(Collected data)
========
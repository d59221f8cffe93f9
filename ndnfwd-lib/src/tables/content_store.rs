//! Content store: an LRU cache of name-hash to Data payload.

use super::lru::LruTable;
use bytes::Bytes;

#[derive(Debug, Clone)]
pub struct ContentStoreEntry {
    pub insertion_time_sec: u32,
    pub ttl_sec: u32,
    pub content: Bytes,
    pub content_type: u8,
    pub flags: u8,
}

impl ContentStoreEntry {
    pub fn is_valid(&self, now_sec: u32) -> bool {
        now_sec < self.insertion_time_sec.saturating_add(self.ttl_sec)
    }
}

/// LRU map of name-hash to cached Data, with lazy TTL expiry.
pub struct ContentStore {
    table: LruTable<u64, ContentStoreEntry>,
    max_content_bytes: usize,
}

impl ContentStore {
    pub fn new(capacity: usize, max_content_bytes: usize) -> Self {
        Self {
            table: LruTable::new(capacity),
            max_content_bytes,
        }
    }

    pub fn len(&self) -> usize {
        self.table.len()
    }

    pub fn is_empty(&self) -> bool {
        self.table.is_empty()
    }

    /// Looks up `hash`. An expired entry is treated as absent: callers see
    /// `None`, exactly as if nothing had ever been inserted.
    pub fn lookup(&mut self, hash: u64, now_sec: u32) -> Option<&ContentStoreEntry> {
        let entry = self.table.get(&hash)?;
        if entry.is_valid(now_sec) {
            self.table.get(&hash)
        } else {
            None
        }
    }

    /// Inserts `content` under `hash` with the given TTL. Rejects content
    /// larger than the configured cap; the caller should treat that as a
    /// silent no-op, not an error (per the resource-full policy: silent).
    pub fn insert(&mut self, hash: u64, content: Bytes, ttl_sec: u32, now_sec: u32) -> bool {
        if content.len() > self.max_content_bytes {
            return false;
        }
        self.table.insert(
            hash,
            ContentStoreEntry {
                insertion_time_sec: now_sec,
                ttl_sec,
                content,
                content_type: 0,
                flags: 0,
            },
        );
        true
    }

    /// Metadata-only iteration for control-plane inspection (no content
    /// bytes), per the external-interfaces contract.
    pub fn iter_metadata(&self) -> impl Iterator<Item = (u64, u32, u32, usize)> + '_ {
        self.table
            .iter()
            .map(|(&h, e)| (h, e.insertion_time_sec, e.insertion_time_sec + e.ttl_sec, e.content.len()))
    }
}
========
EXERCISE: Every line above that carries the string "capacity" should be copied.

THE ANSWER:
    pub fn new(capacity: usize, max_content_bytes: usize) -> Self {
            table: LruTable::new(capacity),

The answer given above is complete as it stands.